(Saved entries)
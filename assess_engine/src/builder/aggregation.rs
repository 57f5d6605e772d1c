//! Status aggregation: test results and states to requirement statuses
//!
//! Pure functions; the builder feeds them a consistent snapshot taken under
//! its lock.

use crate::requirements::DerivedRequirement;
use crate::types::{ResultStatus, TestResult, TestState, TestStatus};

/// Severity of a single test outcome for a given requirement
///
/// PASS and INFORMATIONAL collapse to INFORMATIONAL only for informational
/// requirements; otherwise to PASS.
pub fn test_status_to_result(status: TestStatus, requirement: &DerivedRequirement) -> ResultStatus {
    match status {
        TestStatus::Fail => ResultStatus::Fail,
        TestStatus::Warning => ResultStatus::Warning,
        TestStatus::Pass | TestStatus::Informational => passing_status(requirement),
    }
}

fn passing_status(requirement: &DerivedRequirement) -> ResultStatus {
    if requirement.is_informational() {
        ResultStatus::Informational
    } else {
        ResultStatus::Pass
    }
}

/// Final status of a derived requirement
pub fn derived_status(
    in_scope: bool,
    requirement: &DerivedRequirement,
    state: TestState,
    results: &[TestResult],
) -> ResultStatus {
    if !in_scope {
        return ResultStatus::NotInScope;
    }

    let from_results = results
        .iter()
        .map(|r| test_status_to_result(r.status(), requirement))
        .reduce(ResultStatus::escalate);

    if let Some(status) = from_results {
        return status;
    }

    match state {
        TestState::NotApplicable => ResultStatus::NotApplicable,
        TestState::Tested => passing_status(requirement),
        TestState::NotTested => ResultStatus::NotTested,
    }
}

/// Final status of a base requirement: the maximum over its derived statuses
pub fn base_status<I>(in_scope: bool, derived_statuses: I) -> ResultStatus
where
    I: IntoIterator<Item = ResultStatus>,
{
    if !in_scope {
        return ResultStatus::NotInScope;
    }

    derived_statuses
        .into_iter()
        .max()
        .unwrap_or(ResultStatus::NotTested)
}
use serde::{Deserialize, Serialize};
use std::fmt;

/// Whether a derived requirement was exercised during a run
///
/// Ordered by increasing specificity; recorded states only ever escalate.
#[derive(Debug, Clone, Copy, PartialEq, Eq, PartialOrd, Ord, Hash, Serialize, Deserialize)]
#[serde(rename_all = "SCREAMING_SNAKE_CASE")]
pub enum TestState {
    NotTested,
    NotApplicable,
    Tested,
}

impl TestState {
    /// The more specific of `self` and `other`
    pub fn escalate(self, other: TestState) -> TestState {
        self.max(other)
    }

    pub fn as_str(&self) -> &'static str {
        match self {
            Self::NotTested => "NOT_TESTED",
            Self::NotApplicable => "NOT_APPLICABLE",
            Self::Tested => "TESTED",
        }
    }
}

impl Default for TestState {
    fn default() -> Self {
        TestState::NotTested
    }
}

impl fmt::Display for TestState {
    fn fmt(&self, f: &mut fmt::Formatter<'_>) -> fmt::Result {
        f.write_str(self.as_str())
    }
}

/// Final aggregated status of a base or derived requirement
///
/// Ordered by increasing severity.
#[derive(Debug, Clone, Copy, PartialEq, Eq, PartialOrd, Ord, Hash, Serialize, Deserialize)]
#[serde(rename_all = "SCREAMING_SNAKE_CASE")]
pub enum ResultStatus {
    NotInScope,
    NotTested,
    NotApplicable,
    Informational,
    Pass,
    Warning,
    Fail,
}

impl ResultStatus {
    /// The more severe of `self` and `other`
    pub fn escalate(self, other: ResultStatus) -> ResultStatus {
        self.max(other)
    }

    pub fn as_str(&self) -> &'static str {
        match self {
            Self::NotInScope => "NOT_IN_SCOPE",
            Self::NotTested => "NOT_TESTED",
            Self::NotApplicable => "NOT_APPLICABLE",
            Self::Informational => "INFORMATIONAL",
            Self::Pass => "PASS",
            Self::Warning => "WARNING",
            Self::Fail => "FAIL",
        }
    }

    pub fn is_failure(&self) -> bool {
        matches!(self, Self::Fail)
    }

    pub const ALL: [ResultStatus; 7] = [
        Self::NotInScope,
        Self::NotTested,
        Self::NotApplicable,
        Self::Informational,
        Self::Pass,
        Self::Warning,
        Self::Fail,
    ];
}

impl fmt::Display for ResultStatus {
    fn fmt(&self, f: &mut fmt::Formatter<'_>) -> fmt::Result {
        f.write_str(self.as_str())
    }
}

/// Raw outcome of one check instance
#[derive(Debug, Clone, Copy, PartialEq, Eq, PartialOrd, Ord, Hash, Serialize, Deserialize)]
#[serde(rename_all = "SCREAMING_SNAKE_CASE")]
pub enum TestStatus {
    Informational,
    Pass,
    Warning,
    Fail,
}

impl TestStatus {
    pub fn as_str(&self) -> &'static str {
        match self {
            Self::Informational => "INFORMATIONAL",
            Self::Pass => "PASS",
            Self::Warning => "WARNING",
            Self::Fail => "FAIL",
        }
    }

    /// Parse from a case-insensitive name (`fail`, `warning`/`warn`, ...)
    pub fn parse(value: &str) -> Option<Self> {
        match value.trim().to_ascii_lowercase().as_str() {
            "fail" | "failure" => Some(Self::Fail),
            "warn" | "warning" => Some(Self::Warning),
            "pass" => Some(Self::Pass),
            "info" | "informational" => Some(Self::Informational),
            _ => None,
        }
    }
}

impl fmt::Display for TestStatus {
    fn fmt(&self, f: &mut fmt::Formatter<'_>) -> fmt::Result {
        f.write_str(self.as_str())
    }
}
//! # Assessment Results Module
//!
//! - [`AssessmentResults`] - immutable snapshot of one run
//! - [`BaseRequirementResult`] / [`DerivedRequirementResult`] - computed statuses
//! - [`HostContext`] - where the run executed

pub mod types;

pub use types::*;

### Assignment
Across all the entries above, how many lines hold the word "TestState"? Answer with the number only.

### Answer to the problem
11